Впрочем, в подобную ночь оттуда не различить ничего, кроме мрака, в котором бурлят, кипят и кружатся водовороты, а пена и брызги, взлетев на невероятную высоту, в мгновение ока разлетаются мелкой водяной пылью. Никогда еще я не видел, чтобы Веселые Ребята так буйствовали. Белые столбы пены вздымались и пропадали во тьме, словно призраки, поднимаясь выше вершины утеса. Иногда два-три таких столба вырастали и пропадали одновременно, а порой их подхватывал порыв ветра, и нас обдавало брызгами и пеной, словно волна налетела прямо на нас. Зрелище это подавляло, но не своим величием, а беспрестанным одуряющим грохотом, то усиливающимся, то затихающим. От этого в голове воцарялась какая-то звенящая пустота, мысль цепенела, наступало состояние, близкое к острому умопомешательству. Минутами я ловил себя на том, что, следя за бешеной пляской Веселых Ребят, я принимался напевать, вторя их хриплым голосам.

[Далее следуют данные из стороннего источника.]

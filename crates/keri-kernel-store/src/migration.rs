//! Database schema migrations for SQLite.
//!
//! We use a simple versioned migration system. Each migration is a SQL string
//! that transforms the schema from version N to N+1.

use rusqlite::Connection;

use crate::error::{Result, StoreError};
use crate::traits::now_millis;

/// Current schema version.
pub const CURRENT_VERSION: u32 = 1;

/// Initialize or migrate the database schema.
///
/// This function is idempotent - it can be called multiple times safely.
pub fn migrate(conn: &mut Connection) -> Result<()> {
    conn.execute(
        "CREATE TABLE IF NOT EXISTS schema_migrations (
            version INTEGER PRIMARY KEY,
            applied_at INTEGER NOT NULL
        )",
        [],
    )?;

    let current: u32 = conn.query_row(
        "SELECT COALESCE(MAX(version), 0) FROM schema_migrations",
        [],
        |row| row.get(0),
    )?;

    if current > CURRENT_VERSION {
        return Err(StoreError::Migration(format!(
            "database schema version {} is newer than supported version {}",
            current, CURRENT_VERSION
        )));
    }

    if current < CURRENT_VERSION {
        let tx = conn.transaction()?;

        for version in (current + 1)..=CURRENT_VERSION {
            apply_migration(&tx, version)?;

            tx.execute(
                "INSERT INTO schema_migrations (version, applied_at) VALUES (?1, ?2)",
                rusqlite::params![version, now_millis()],
            )?;
        }

        tx.commit()?;
        tracing::debug!(version = CURRENT_VERSION, "schema migrated");
    }

    Ok(())
}

/// Apply a specific migration version.
fn apply_migration(conn: &Connection, version: u32) -> Result<()> {
    match version {
        1 => apply_v1(conn),
        _ => Err(StoreError::Migration(format!(
            "unknown migration version: {}",
            version
        ))),
    }
}

/// Migration v1: Initial schema.
fn apply_v1(conn: &Connection) -> Result<()> {
    conn.execute_batch(
        r#"
        -- Events: append-only, one row per (log, sn)
        CREATE TABLE events (
            said TEXT PRIMARY KEY,            -- qb64 SAID of the event body
            log_kind TEXT NOT NULL,           -- 'kel' or 'tel'
            log_id TEXT NOT NULL,             -- identifier prefix or registry id
            sn INTEGER NOT NULL,
            raw BLOB NOT NULL,                -- canonical JSON body
            stored_at INTEGER NOT NULL,       -- local timestamp of ingestion

            UNIQUE(log_kind, log_id, sn)
        );

        -- Fork evidence: refused events at occupied positions
        CREATE TABLE forks (
            log_kind TEXT NOT NULL,
            log_id TEXT NOT NULL,
            sn INTEGER NOT NULL,
            said TEXT NOT NULL,
            raw BLOB NOT NULL,
            detected_at INTEGER NOT NULL,
            PRIMARY KEY (log_kind, log_id, sn, said)
        );

        -- Credential registries
        CREATE TABLE registries (
            registry_id TEXT PRIMARY KEY,
            issuer TEXT NOT NULL,
            parent TEXT
        );

        -- Credential bodies
        CREATE TABLE credentials (
            said TEXT PRIMARY KEY,
            issuer TEXT NOT NULL,
            registry_id TEXT,
            raw BLOB NOT NULL
        );

        CREATE INDEX idx_events_log ON events(log_kind, log_id, sn);
        CREATE INDEX idx_registries_issuer ON registries(issuer);
        "#,
    )?;

    Ok(())
}
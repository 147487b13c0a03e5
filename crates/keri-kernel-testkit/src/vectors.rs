//! Determinism vectors.
//!
//! A phrase, a derivation stem and a key count fully determine an
//! identifier's keys and therefore its inception SAID. These vectors pin
//! that chain so independent implementations can compare results.

use keri_kernel_core::{
    derive_seed, KeyChain, KeyConfig, KeyEventLog, KeyPath, Prefix,
};

/// A determinism vector.
#[derive(Debug, Clone)]
pub struct DeterminismVector {
    /// Human-readable name for the vector.
    pub name: &'static str,
    /// Recovery phrase.
    pub phrase: &'static str,
    /// Derivation path stem.
    pub stem: &'static str,
    /// Keys per rotation.
    pub key_count: u32,
    /// Expected seed for `{stem}/0/0` (hex).
    pub expected_seed: &'static str,
    /// Expected identifier prefix (qb64).
    pub expected_prefix: &'static str,
}

/// Get all determinism vectors.
pub fn all_vectors() -> Vec<DeterminismVector> {
    vec![
        DeterminismVector {
            name: "single key",
            phrase: "abandon ability able about above absent absorb abstract",
            stem: "signing",
            key_count: 1,
            expected_seed: "40da30d224749b728f98aba98df191470fd2a99f8e51c85f429e87a269994cc9",
            expected_prefix: "EJuF9bXGmxE__sXagTMhkUXW2cL6pHIOjBa9l6I0k6GX",
        },
        DeterminismVector {
            name: "three keys",
            phrase: "abandon ability able about above absent absorb abstract",
            stem: "signing",
            key_count: 3,
            expected_seed: "40da30d224749b728f98aba98df191470fd2a99f8e51c85f429e87a269994cc9",
            expected_prefix: "EMwlEWjJ_cXw_ARrm2e8_J3WXmMJWWwTSZ8IK4mLniqZ",
        },
        DeterminismVector {
            name: "custom stem",
            phrase: "zoo zone zero youth young yellow year yard",
            stem: "registry-admin",
            key_count: 1,
            expected_seed: "843df01eaf09c89ba8fb0ade8dbd5fe34051700fca9f601f0e59e13cd23e533c",
            expected_prefix: "EDRBx3tM0Bid_qRNnjb39yNEW5nQzA1BjcXKSlHr5xLr",
        },
    ]
}

/// Seed of the first key of the inception rotation, hex encoded.
pub fn seed_from_vector(vector: &DeterminismVector) -> String {
    let path = KeyPath::new(vector.stem, 0, 0);
    match derive_seed(vector.phrase, &path.to_string()) {
        Ok(seed) => hex::encode(seed.as_bytes()),
        Err(e) => format!("error: {e}"),
    }
}

/// Incept an offline KEL for a vector and return its prefix.
pub fn prefix_from_vector(vector: &DeterminismVector) -> Option<Prefix> {
    let chain = KeyChain::with_options(vector.phrase, vector.stem, vector.key_count).ok()?;
    let keys = chain.key_set(0).ok()?;
    let mut kel = KeyEventLog::new();
    kel.incept(KeyConfig::new(keys.current, keys.next_digests))
        .ok()?;
    kel.prefix().cloned()
}

/// Verify all vectors.
///
/// Returns `(name, matches, seed hex, prefix)` per vector.
pub fn verify_all_vectors() -> Vec<(String, bool, String, String)> {
    all_vectors()
        .iter()
        .map(|v| {
            let seed = seed_from_vector(v);
            let prefix = prefix_from_vector(v)
                .map(|p| p.to_string())
                .unwrap_or_default();

            let matches = seed == v.expected_seed && prefix == v.expected_prefix;
            (v.name.to_string(), matches, seed, prefix)
        })
        .collect()
}

#[cfg(test)]
mod tests {
    use super::*;

    #[test]
    fn test_vectors_are_deterministic() {
        for vector in all_vectors() {
            let p1 = prefix_from_vector(&vector);
            let p2 = prefix_from_vector(&vector);
            assert!(p1.is_some(), "Vector '{}' failed to incept", vector.name);
            assert_eq!(
                p1, p2,
                "Vector '{}' produced different prefixes on regeneration",
                vector.name
            );
            assert_eq!(seed_from_vector(&vector), seed_from_vector(&vector));
        }
    }

    #[test]
    fn test_all_vectors_report() {
        for (name, matches, seed, prefix) in verify_all_vectors() {
            assert!(matches, "Vector '{name}' does not match");
            assert_eq!(seed.len(), 64);
            assert!(prefix.starts_with('E'), "Vector '{name}' prefix {prefix}");
        }
    }

    #[test]
    fn test_single_key_vector_pinned() {
        let vector = &all_vectors()[0];
        assert_eq!(
            seed_from_vector(vector),
            "40da30d224749b728f98aba98df191470fd2a99f8e51c85f429e87a269994cc9"
        );
        assert_eq!(
            prefix_from_vector(vector).map(|p| p.to_string()).as_deref(),
            Some("EJuF9bXGmxE__sXagTMhkUXW2cL6pHIOjBa9l6I0k6GX")
        );
    }

    #[test]
    fn test_key_count_changes_prefix() {
        let vectors = all_vectors();
        assert_ne!(
            prefix_from_vector(&vectors[0]),
            prefix_from_vector(&vectors[1])
        );
        // Same phrase and stem: the first seed is shared.
        assert_eq!(seed_from_vector(&vectors[0]), seed_from_vector(&vectors[1]));
    }

    #[test]
    fn test_phrase_whitespace_is_normalized() {
        let mut vector = all_vectors()[0].clone();
        let base = prefix_from_vector(&vector);
        vector.phrase = "  Abandon ability able  about above absent absorb ABSTRACT ";
        assert_eq!(prefix_from_vector(&vector), base);
    }
}
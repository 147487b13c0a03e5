//! Strong type definitions for the KERI Kernel.
//!
//! All identifiers are newtypes to prevent misuse at compile time.

use serde::{Deserialize, Serialize};
use std::fmt;

use crate::cesr::{self, Code};
use crate::crypto::Blake3Hash;
use crate::error::CoreError;

/// A self-addressing identifier: the qb64 encoding of a Blake3-256 digest.
///
/// The same type names event digests, autonomous identifiers (the SAID of an
/// inception event), registry identifiers, credential SAIDs and next-key
/// digests. The inner string is always a valid 44 character primitive.
#[derive(Clone, PartialEq, Eq, Hash, PartialOrd, Ord, Serialize, Deserialize)]
#[serde(try_from = "String", into = "String")]
pub struct Said(String);

/// An autonomous identifier: the SAID of its own inception event.
pub type Prefix = Said;

/// A registry identifier: the SAID of the registry inception event.
pub type RegistryId = Said;

impl Said {
    /// Wrap a digest.
    pub fn from_digest(hash: &Blake3Hash) -> Self {
        // Encoding a 32 byte digest under a 32 byte code cannot fail.
        let qb64 = cesr::encode(Code::Blake3_256, hash.as_bytes()).unwrap_or_default();
        Self(qb64)
    }

    /// Parse and validate a qb64 digest.
    pub fn parse(s: &str) -> Result<Self, CoreError> {
        cesr::decode_as(s, Code::Blake3_256)?;
        Ok(Self(s.to_string()))
    }

    /// The raw digest bytes.
    pub fn digest(&self) -> Blake3Hash {
        let mut arr = [0u8; 32];
        if let Ok(raw) = cesr::decode_as(&self.0, Code::Blake3_256) {
            arr.copy_from_slice(&raw);
        }
        Blake3Hash::from_bytes(arr)
    }

    /// Get the qb64 text.
    pub fn as_str(&self) -> &str {
        &self.0
    }

    /// The all-zero digest (sentinel).
    pub fn zero() -> Self {
        Self::from_digest(&Blake3Hash::ZERO)
    }
}

impl fmt::Debug for Said {
    fn fmt(&self, f: &mut fmt::Formatter<'_>) -> fmt::Result {
        write!(f, "Said({})", &self.0[..12.min(self.0.len())])
    }
}

impl fmt::Display for Said {
    fn fmt(&self, f: &mut fmt::Formatter<'_>) -> fmt::Result {
        f.write_str(&self.0)
    }
}

impl AsRef<str> for Said {
    fn as_ref(&self) -> &str {
        &self.0
    }
}

impl TryFrom<String> for Said {
    type Error = CoreError;

    fn try_from(s: String) -> Result<Self, Self::Error> {
        Self::parse(&s)
    }
}

impl TryFrom<&str> for Said {
    type Error = CoreError;

    fn try_from(s: &str) -> Result<Self, Self::Error> {
        Self::parse(s)
    }
}

impl From<Said> for String {
    fn from(said: Said) -> Self {
        said.0
    }
}

/// Format a sequence number or threshold as lowercase hex without leading zeros.
pub fn to_hex_sn(n: u64) -> String {
    format!("{:x}", n)
}

/// Parse a hex sequence number, rejecting non-canonical forms.
pub fn parse_hex_sn(s: &str) -> Result<u64, CoreError> {
    let n = u64::from_str_radix(s, 16)
        .map_err(|e| CoreError::MalformedInput(format!("bad hex number {s:?}: {e}")))?;
    if to_hex_sn(n) != s {
        return Err(CoreError::MalformedInput(format!(
            "non-canonical hex number {s:?}"
        )));
    }
    Ok(n)
}

#[cfg(test)]
mod tests {
    use super::*;

    #[test]
    fn test_said_roundtrip() {
        let said = Said::from_digest(&Blake3Hash::hash(b"hello"));
        let parsed = Said::parse(said.as_str()).unwrap();
        assert_eq!(said, parsed);
        assert_eq!(parsed.digest(), Blake3Hash::hash(b"hello"));
    }

    #[test]
    fn test_said_rejects_placeholder() {
        assert!(Said::parse(&"#".repeat(44)).is_err());
    }

    #[test]
    fn test_said_debug() {
        let said = Said::zero();
        let debug = format!("{:?}", said);
        assert!(debug.starts_with("Said(E"));
    }

    #[test]
    fn test_said_serde_transparent() {
        let said = Said::from_digest(&Blake3Hash::hash(b"x"));
        let json = serde_json::to_string(&said).unwrap();
        assert_eq!(json, format!("\"{}\"", said));
        let back: Said = serde_json::from_str(&json).unwrap();
        assert_eq!(back, said);
        assert!(serde_json::from_str::<Said>("\"nope\"").is_err());
    }

    #[test]
    fn test_hex_sn() {
        assert_eq!(to_hex_sn(0), "0");
        assert_eq!(to_hex_sn(255), "ff");
        assert_eq!(parse_hex_sn("a").unwrap(), 10);
        assert!(parse_hex_sn("0a").is_err());
        assert!(parse_hex_sn("A").is_err());
        assert!(parse_hex_sn("").is_err());
        assert!(parse_hex_sn("-1").is_err());
    }
}
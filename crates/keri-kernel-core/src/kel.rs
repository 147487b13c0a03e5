//! Key Event Log: the hash-chained history of one identifier.
//!
//! The log is a state machine with two states: uninitialized (no events) and
//! active (a [`KeyState`] plus the head sn and digest). Every event, local or
//! received, goes through [`KeyEventLog::apply`]:
//!
//! 1. The event is structurally valid and its SAID verifies
//! 2. Its sn extends the head by exactly one and `p` is the head's SAID
//! 3. A rotation reveals keys whose digests were committed by the prior
//!    establishment event
//!
//! An event at an already-occupied sn is a duplicate if its SAID matches the
//! stored one, and a fork otherwise. Forks are surfaced, never resolved.

use tracing::debug;

use crate::crypto::Ed25519PublicKey;
use crate::error::ValidationError;
use crate::event::{InceptionEvent, InteractionEvent, KeyConfig, KeyEvent, RotationEvent};
use crate::keys::next_key_digests;
use crate::seal::Seal;
use crate::types::{Prefix, Said};
use crate::validation::validate_key_event;

/// Key state of an active identifier.
#[derive(Debug, Clone, PartialEq, Eq)]
pub struct KeyState {
    pub prefix: Prefix,
    /// Sequence number of the head event.
    pub sn: u64,
    /// SAID of the head event.
    pub last_digest: Said,
    /// Sequence number of the last inception or rotation.
    pub last_establishment_sn: u64,
    pub current_keys: Vec<Ed25519PublicKey>,
    pub key_threshold: u64,
    pub next_key_digests: Vec<Said>,
    pub next_threshold: u64,
}

impl KeyState {
    /// An identifier with no next-key commitment can never rotate.
    pub fn is_transferable(&self) -> bool {
        !self.next_key_digests.is_empty()
    }

    fn establish(&mut self, config: &KeyConfig) {
        self.current_keys = config.keys.clone();
        self.key_threshold = config.key_threshold;
        self.next_key_digests = config.next_key_digests.clone();
        self.next_threshold = config.next_threshold;
        self.last_establishment_sn = self.sn;
    }
}

/// Result of applying an event to a log.
#[derive(Debug, Clone, Copy, PartialEq, Eq)]
pub enum ApplyOutcome {
    /// The event extended the head.
    Appended,
    /// The event was already in the log (same sn, same SAID).
    Duplicate,
}

/// An in-memory Key Event Log.
#[derive(Debug, Clone, Default)]
pub struct KeyEventLog {
    events: Vec<KeyEvent>,
    state: Option<KeyState>,
}

impl KeyEventLog {
    /// An uninitialized log.
    pub fn new() -> Self {
        Self::default()
    }

    /// Rebuild a log by applying events in order.
    pub fn replay<I>(events: I) -> Result<Self, ValidationError>
    where
        I: IntoIterator<Item = KeyEvent>,
    {
        let mut log = Self::new();
        for event in events {
            log.apply(event)?;
        }
        Ok(log)
    }

    /// Current key state, `None` while uninitialized.
    pub fn state(&self) -> Option<&KeyState> {
        self.state.as_ref()
    }

    pub fn prefix(&self) -> Option<&Prefix> {
        self.state.as_ref().map(|s| &s.prefix)
    }

    pub fn events(&self) -> &[KeyEvent] {
        &self.events
    }

    pub fn len(&self) -> usize {
        self.events.len()
    }

    pub fn is_empty(&self) -> bool {
        self.events.is_empty()
    }

    pub fn head(&self) -> Option<&KeyEvent> {
        self.events.last()
    }

    pub fn event_at(&self, sn: u64) -> Option<&KeyEvent> {
        usize::try_from(sn).ok().and_then(|i| self.events.get(i))
    }

    /// Create the inception event; only valid while uninitialized.
    pub fn incept(&mut self, config: KeyConfig) -> Result<KeyEvent, ValidationError> {
        if let Some(state) = &self.state {
            return Err(ValidationError::AlreadyIncepted(state.prefix.clone()));
        }
        let event = KeyEvent::Inception(InceptionEvent::build(config, Vec::new())?);
        self.apply(event.clone())?;
        Ok(event)
    }

    /// Create a rotation revealing the pre-committed next keys.
    ///
    /// `revealed` must hash, in order, to the committed next-key digests and
    /// every revealed key must be part of the new current keys.
    pub fn rotate(
        &mut self,
        config: KeyConfig,
        revealed: &[Ed25519PublicKey],
    ) -> Result<KeyEvent, ValidationError> {
        let state = self.state.as_ref().ok_or(ValidationError::NotIncepted)?;
        if !state.is_transferable() {
            return Err(ValidationError::NonTransferable(state.prefix.clone()));
        }

        let revealed_digests = next_key_digests(revealed);
        if revealed_digests != state.next_key_digests
            || revealed.iter().any(|k| !config.keys.contains(k))
        {
            return Err(ValidationError::KeyCommitmentViolation {
                committed: state.next_key_digests.clone(),
                revealed: revealed_digests,
            });
        }

        let event = KeyEvent::Rotation(RotationEvent::build(
            state.prefix.clone(),
            state.sn + 1,
            state.last_digest.clone(),
            config,
            Vec::new(),
        )?);
        self.apply(event.clone())?;
        Ok(event)
    }

    /// Create an interaction carrying `seals`.
    pub fn interact(&mut self, seals: Vec<Seal>) -> Result<KeyEvent, ValidationError> {
        let state = self.state.as_ref().ok_or(ValidationError::NotIncepted)?;
        let event = KeyEvent::Interaction(InteractionEvent::build(
            state.prefix.clone(),
            state.sn + 1,
            state.last_digest.clone(),
            seals,
        )?);
        self.apply(event.clone())?;
        Ok(event)
    }

    /// Validate an event against the current head without applying it.
    pub fn check(&self, event: &KeyEvent) -> Result<ApplyOutcome, ValidationError> {
        validate_key_event(event)?;

        let state = match &self.state {
            None => {
                return match event {
                    KeyEvent::Inception(_) => Ok(ApplyOutcome::Appended),
                    _ => Err(ValidationError::ChainDiscontinuity {
                        log: event.prefix().clone(),
                        expected_sn: 0,
                        got_sn: event.sn(),
                        expected_prior: None,
                        got_prior: event.prior().cloned(),
                    }),
                };
            }
            Some(state) => state,
        };

        if event.prefix() != &state.prefix {
            return Err(ValidationError::WrongLog {
                expected: state.prefix.clone(),
                got: event.prefix().clone(),
            });
        }

        let sn = event.sn();
        if sn <= state.sn {
            let existing = self
                .event_at(sn)
                .ok_or_else(|| ValidationError::StructuralError(format!("no event at sn {sn}")))?;
            if existing.said() == event.said() {
                return Ok(ApplyOutcome::Duplicate);
            }
            return Err(ValidationError::ForkDetected {
                log: state.prefix.clone(),
                sn,
                existing: existing.said().clone(),
                incoming: event.said().clone(),
            });
        }

        if sn != state.sn + 1 || event.prior() != Some(&state.last_digest) {
            return Err(ValidationError::ChainDiscontinuity {
                log: state.prefix.clone(),
                expected_sn: state.sn + 1,
                got_sn: sn,
                expected_prior: Some(state.last_digest.clone()),
                got_prior: event.prior().cloned(),
            });
        }

        if let KeyEvent::Rotation(rot) = event {
            if !state.is_transferable() {
                return Err(ValidationError::NonTransferable(state.prefix.clone()));
            }
            let revealed = next_key_digests(&rot.config.keys);
            if !state.next_key_digests.iter().all(|d| revealed.contains(d)) {
                return Err(ValidationError::KeyCommitmentViolation {
                    committed: state.next_key_digests.clone(),
                    revealed,
                });
            }
        }

        Ok(ApplyOutcome::Appended)
    }

    /// Validate and commit an event.
    pub fn apply(&mut self, event: KeyEvent) -> Result<ApplyOutcome, ValidationError> {
        let outcome = self.check(&event)?;
        if outcome == ApplyOutcome::Duplicate {
            debug!(said = %event.said(), sn = event.sn(), "duplicate key event ignored");
            return Ok(outcome);
        }

        if let KeyEvent::Inception(icp) = &event {
            self.state = Some(KeyState {
                prefix: icp.prefix.clone(),
                sn: 0,
                last_digest: icp.said.clone(),
                last_establishment_sn: 0,
                current_keys: icp.config.keys.clone(),
                key_threshold: icp.config.key_threshold,
                next_key_digests: icp.config.next_key_digests.clone(),
                next_threshold: icp.config.next_threshold,
            });
        } else {
            let state = self.state.as_mut().ok_or(ValidationError::NotIncepted)?;
            state.sn = event.sn();
            state.last_digest = event.said().clone();
            if let KeyEvent::Rotation(rot) = &event {
                state.establish(&rot.config);
            }
        }

        self.events.push(event);
        Ok(ApplyOutcome::Appended)
    }
}

#[cfg(test)]
mod tests {
    use super::*;
    use crate::crypto::Keypair;
    use crate::keys::next_key_digest;

    fn key(n: u8) -> Ed25519PublicKey {
        Keypair::from_seed(&[n; 32]).public_key()
    }

    fn incepted() -> (KeyEventLog, KeyEvent) {
        let mut kel = KeyEventLog::new();
        let icp = kel
            .incept(KeyConfig::new(vec![key(0)], vec![next_key_digest(&key(1))]))
            .unwrap();
        (kel, icp)
    }

    #[test]
    fn test_incept_activates_log() {
        let (kel, icp) = incepted();
        let state = kel.state().unwrap();
        assert_eq!(state.prefix, *icp.said());
        assert_eq!(state.sn, 0);
        assert_eq!(state.current_keys, vec![key(0)]);
        assert!(state.is_transferable());
    }

    #[test]
    fn test_incept_twice_rejected() {
        let (mut kel, _) = incepted();
        let err = kel
            .incept(KeyConfig::new(vec![key(5)], vec![]))
            .unwrap_err();
        assert!(matches!(err, ValidationError::AlreadyIncepted(_)));
    }

    #[test]
    fn test_rotate_reveals_committed_keys() {
        let (mut kel, icp) = incepted();
        let rot = kel
            .rotate(
                KeyConfig::new(vec![key(1)], vec![next_key_digest(&key(2))]),
                &[key(1)],
            )
            .unwrap();

        let state = kel.state().unwrap();
        assert_eq!(state.current_keys, vec![key(1)]);
        assert_eq!(state.sn, 1);
        assert_eq!(state.last_establishment_sn, 1);
        assert_eq!(rot.prior(), Some(icp.said()));
    }

    #[test]
    fn test_rotate_wrong_reveal_leaves_state() {
        let (mut kel, _) = incepted();
        let before = kel.state().cloned();
        let err = kel
            .rotate(
                KeyConfig::new(vec![key(9)], vec![next_key_digest(&key(2))]),
                &[key(9)],
            )
            .unwrap_err();
        assert!(matches!(err, ValidationError::KeyCommitmentViolation { .. }));
        assert_eq!(kel.state().cloned(), before);
        assert_eq!(kel.len(), 1);
    }

    #[test]
    fn test_revealed_key_must_be_current() {
        let (mut kel, _) = incepted();
        let err = kel
            .rotate(
                KeyConfig::new(vec![key(7)], vec![next_key_digest(&key(2))]),
                &[key(1)],
            )
            .unwrap_err();
        assert!(matches!(err, ValidationError::KeyCommitmentViolation { .. }));
    }

    #[test]
    fn test_non_transferable_cannot_rotate() {
        let mut kel = KeyEventLog::new();
        kel.incept(KeyConfig::new(vec![key(0)], vec![])).unwrap();
        let err = kel
            .rotate(KeyConfig::new(vec![key(1)], vec![]), &[])
            .unwrap_err();
        assert!(matches!(err, ValidationError::NonTransferable(_)));
    }

    #[test]
    fn test_interact_keeps_keys() {
        let (mut kel, _) = incepted();
        let seal = Seal::new(Said::zero(), 0, Said::zero());
        let ixn = kel.interact(vec![seal.clone()]).unwrap();
        assert_eq!(ixn.seals(), &[seal]);
        assert_eq!(kel.state().unwrap().current_keys, vec![key(0)]);
        assert_eq!(kel.state().unwrap().last_establishment_sn, 0);
    }

    #[test]
    fn test_duplicate_is_noop() {
        let (mut kel, icp) = incepted();
        let ixn = kel.interact(vec![]).unwrap();
        assert_eq!(kel.apply(icp).unwrap(), ApplyOutcome::Duplicate);
        assert_eq!(kel.apply(ixn).unwrap(), ApplyOutcome::Duplicate);
        assert_eq!(kel.len(), 2);
    }

    #[test]
    fn test_fork_detected() {
        let (mut kel, icp) = incepted();
        let mut other = KeyEventLog::replay([icp]).unwrap();

        kel.interact(vec![]).unwrap();
        let rival = other
            .interact(vec![Seal::new(Said::zero(), 0, Said::zero())])
            .unwrap();

        let err = kel.apply(rival).unwrap_err();
        assert!(err.is_fork());
    }

    #[test]
    fn test_gap_is_chain_discontinuity() {
        let (kel, icp) = incepted();
        let mut ahead = KeyEventLog::replay([icp]).unwrap();
        ahead.interact(vec![]).unwrap();
        let far = ahead.interact(vec![]).unwrap();

        match kel.check(&far) {
            Err(ValidationError::ChainDiscontinuity {
                expected_sn, got_sn, ..
            }) => {
                assert_eq!(expected_sn, 1);
                assert_eq!(got_sn, 2);
            }
            other => panic!("expected discontinuity, got {other:?}"),
        }
    }

    #[test]
    fn test_non_inception_on_empty_log() {
        let (_, icp) = incepted();
        let mut source = KeyEventLog::replay([icp]).unwrap();
        let ixn = source.interact(vec![]).unwrap();
        let err = KeyEventLog::new().apply(ixn).unwrap_err();
        assert!(err.is_chain_break());
    }

    #[test]
    fn test_replay_matches_incremental() {
        let (mut kel, _) = incepted();
        kel.interact(vec![]).unwrap();
        kel.rotate(
            KeyConfig::new(vec![key(1)], vec![next_key_digest(&key(2))]),
            &[key(1)],
        )
        .unwrap();
        kel.interact(vec![]).unwrap();

        let replayed = KeyEventLog::replay(kel.events().to_vec()).unwrap();
        assert_eq!(replayed.state(), kel.state());
        assert_eq!(replayed.events(), kel.events());
    }
}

Мы находились в нескольких саженях от дяди, когда при вспышке зарницы я разглядел его фигуру среди тьмы этой черной ночи. Дядя стоял за каменным парапетом, откинув голову назад и прижимая к губам горлышко бутылки. Наклонившись, чтобы поставить бутылку, он заметил нас и помахал рукой.
– Разве дядя пьет? – крикнул я Рори.
– О, он всегда напивается, когда ветер ревет! – отвечал старик на таких же высоких тонах, потому что иначе ничего нельзя было расслышать.
– Стало быть – и в феврале… Тогда он тоже был пьян? – допытывался я.